Baschenis specialized in two kinds of still life painting: kitchen scenes and compositions with musical instruments. This last type of subject, which we may consider a specific invention of his, was to guarantee him success and renown among his contemporaries and future generations. When he died in 1677, his studio contained about one hundred paintings, various musical instruments and some preparatory drawings, and since these were inherited by his assistants, Cristoforo Tasca and Giovan Battista Cavallini,  this led to a number of copies and variations of his own still lifes; but more than the two apprentices, it was Bartolomeo Bettera who carried forward Baschenis’ legacy by continuing to produce musical still lifes.  

Notes
[1] According to the historian of Renaissance and Baroque music Lorenzo Girodo, the fact that the composition has no vocalist means that the players could be performing dance music or instrumental music of a madrigal or a three-part canzonetta, or one of the first forms of sonata a due canti and basso continuo, which were extremely popular throughout the seventeenth century. Among the Bergamasque composers contemporary with the painting were Tarquinio Merula (Busseto 1595-Cremona 1665) and Maurizio Cazzati (Luzzara 1616-Mantua, 1678), both active in the mid-seventeenth century at the Basilica of Santa Maria Maggiore in Bergamo, as well as Giovanni Legrenzi (Clusone 1626-Venice 1690), organist in the same Basilica from 30 August 1645 to October 1656. See M. Eynard, “La musique a Bergame au XVIIe siècle”, in Evaristo Baschenis (1617-1677). Le triomphe des instruments de musique dans la peinture du XVIIe siècle, exhibition catalogue (Paris, Galerie Canesso, 6 October-17 December 2022), Paris 2022, pp. 26-31).

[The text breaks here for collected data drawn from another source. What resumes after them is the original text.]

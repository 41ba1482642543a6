use chrono::{DateTime, Utc};
use serde::{Deserialize, Deserializer, Serialize};
use sqlx::FromRow;
use validator::{Validate, ValidationError};

/// Maximum title length in characters, counted after trimming.
pub const MAX_TITLE_CHARS: usize = 200;

/// A todo item as stored and returned by the API.
#[derive(Debug, Clone, PartialEq, Serialize, Deserialize, FromRow)]
pub struct Todo {
    pub id: i32,
    /// Owner of the todo. Set at creation and never changed.
    pub user_id: i32,
    pub title: String,
    pub description: Option<String>,
    pub completed: bool,
    pub created_at: DateTime<Utc>,
    pub updated_at: DateTime<Utc>,
}

/// Request body for creating a todo.
#[derive(Debug, Serialize, Deserialize, Validate)]
pub struct TodoInput {
    /// Required; 1 to 200 characters once surrounding whitespace is removed.
    #[validate(custom = "validate_title")]
    pub title: String,
    pub description: Option<String>,
    /// Defaults to `false`.
    #[serde(default)]
    pub completed: bool,
}

/// Request body for a partial update.
///
/// Only fields present in the body are applied. `description` distinguishes an
/// absent field (left unchanged) from an explicit `null` (cleared).
#[derive(Debug, Default, Deserialize, Validate)]
pub struct TodoUpdate {
    #[validate(custom = "validate_title")]
    pub title: Option<String>,
    #[serde(default, deserialize_with = "present")]
    pub description: Option<Option<String>>,
    pub completed: Option<bool>,
}

/// Request body for setting the completion flag.
#[derive(Debug, Serialize, Deserialize)]
pub struct CompletionInput {
    pub completed: bool,
}

/// A validated todo ready to be stored for an owner.
#[derive(Debug, Clone)]
pub struct NewTodo {
    pub title: String,
    pub description: Option<String>,
    pub completed: bool,
}

/// A validated set of field changes.
#[derive(Debug, Clone, Default)]
pub struct TodoChanges {
    pub title: Option<String>,
    pub description: Option<Option<String>>,
    pub completed: Option<bool>,
}

fn validate_title(title: &str) -> Result<(), ValidationError> {
    let trimmed = title.trim();
    if trimmed.is_empty() {
        let mut err = ValidationError::new("title_required");
        err.message = Some("Title is required".into());
        return Err(err);
    }
    if trimmed.chars().count() > MAX_TITLE_CHARS {
        let mut err = ValidationError::new("title_length");
        err.message = Some("Title must not exceed 200 characters".into());
        return Err(err);
    }
    Ok(())
}

/// Wraps any value that is present in the body, including `null`, in `Some`.
fn present<'de, D, T>(deserializer: D) -> Result<Option<T>, D::Error>
where
    D: Deserializer<'de>,
    T: Deserialize<'de>,
{
    T::deserialize(deserializer).map(Some)
}

impl From<TodoInput> for NewTodo {
    fn from(input: TodoInput) -> Self {
        Self {
            title: input.title.trim().to_string(),
            description: input.description,
            completed: input.completed,
        }
    }
}

impl From<TodoUpdate> for TodoChanges {
    fn from(update: TodoUpdate) -> Self {
        Self {
            title: update.title.map(|title| title.trim().to_string()),
            description: update.description,
            completed: update.completed,
        }
    }
}

impl Todo {
    /// Applies the present fields of `changes` and refreshes `updated_at`.
    pub fn apply(&mut self, changes: TodoChanges) {
        if let Some(title) = changes.title {
            self.title = title;
        }
        if let Some(description) = changes.description {
            self.description = description;
        }
        if let Some(completed) = changes.completed {
            self.completed = completed;
        }
        self.updated_at = Utc::now();
    }
}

[2] Old Master Paintings, Sotheby’s, New York, 12 January 1989, lot 62.
[3] The canvas signed by Baschenis formed part of the Treccani Alfieri collection before it was destroyed by fire in 1932. A good photograph exists in the Edoardo Arslan photo archive (Pavia, Università degli Studi).
[4] For the relationship between Baschenis and his teacher see E. De Pascale, Evaristo Baschenis e la natura morta…, cit., 1996, no. 24, pp. 184-185 and no. 42, pp. 228-231. For the canvases in the artist’s studio in 1677, see E. De Pascale, “Baschenis ‘privato’. L’eredità, la bottega, la collezione”, in Evaristo Baschenis e la natura morta…, cit., 1996, pp. 59-64.